At UW Bothell, I’ve turned that purpose into action. I’ve used my drive for deep research with the legislative knowledge and advocacy skills I developed in “Health Policy, Systems and Advocacy” — a course taught by Dr. Nora Kenworthy, professor in SNHS — to push for change on policy issues that matter to the disabled community.
Several bills I advocated for were signed into law, and my advocacy for ESHB 1795, which addresses restraint or isolation of students in public schools and educational programs, and SB 5863, concerning the preservation and inspection of state historical records, led to invitations from Gov. Bob Ferguson’s office to attend both bill signings. I see March 24 as evidence that students — and moms — have the power to influence change, that persistence and passion are powerful attributes, and that directly impacted people belong in policy spaces. “Nothing about us, without us.”

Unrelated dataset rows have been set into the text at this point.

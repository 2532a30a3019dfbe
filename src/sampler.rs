//! Drawing samples from a generic distribution.

use rand::Rng;
use rand::distr::Distribution;

use crate::generic::GenericDistribution;

/// Draws `n` values from `variate`, continuing the sequence of `rng`.
pub(crate) fn draw<D, R>(variate: &D, rng: &mut R, n: usize) -> Vec<f64>
where
    D: Distribution<f64> + ?Sized,
    R: Rng + ?Sized,
{
    (0..n).map(|_| variate.sample(rng)).collect()
}

impl Distribution<f64> for GenericDistribution {
    fn sample<R: Rng + ?Sized>(&self, rng: &mut R) -> f64 {
        GenericDistribution::sample(self, rng)
    }
}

This feels especially important to me during April, which is Autism Acceptance Month. Acceptance must mean more than awareness. We already live in a world full of awareness, and much of it has been shaped by misunderstanding and has caused significant harm, especially this past year.
Acceptance means listening to autistic people and valuing autistic lives. It means designing systems with and for autistic people from the beginning. It means building schools, health care systems, communities and policies that don’t force us to fight so hard for dignity, safety, accessibility and belonging.
As I continue my academic and advocacy journey, it’s imperative to me that all marginalized communities are involved in designing the system and policies that affect our lives, ensuring collective access. That commitment is guiding my next steps, including my selection for the Autistic Self Advocacy Network’s 2026 Autism Campus Inclusion Leadership Academy and for UW LEND (Leadership Education in Neurodevelopmental and Related Disabilities), a program that “prepares graduate-level professionals, self-advocates and family members to lead across clinical, policy, education and research settings.”
What continues to drive me is the future I want to help build: one where autistic and all disabled people are valued, where our experiences are respected and included, and where equity and accessibility are built into the systems that shape our everyday lives. That is the work I am committed to. My story still has many chapters yet unwritten.
Tasha Le is a graduate student representative on SNHS’s Health Studies Curriculum Committee. Her academic and professional interests include disability justice, public health policy, inclusive education, accessible health care and community-centered systems change. She is also a student member of several public health and disability-focused organizations, including the American Public Health Association, Washington State Public Health Association, Association on Higher Education and Disability, Alliance for Disability in Health Care Education, and International Society for Autism Research.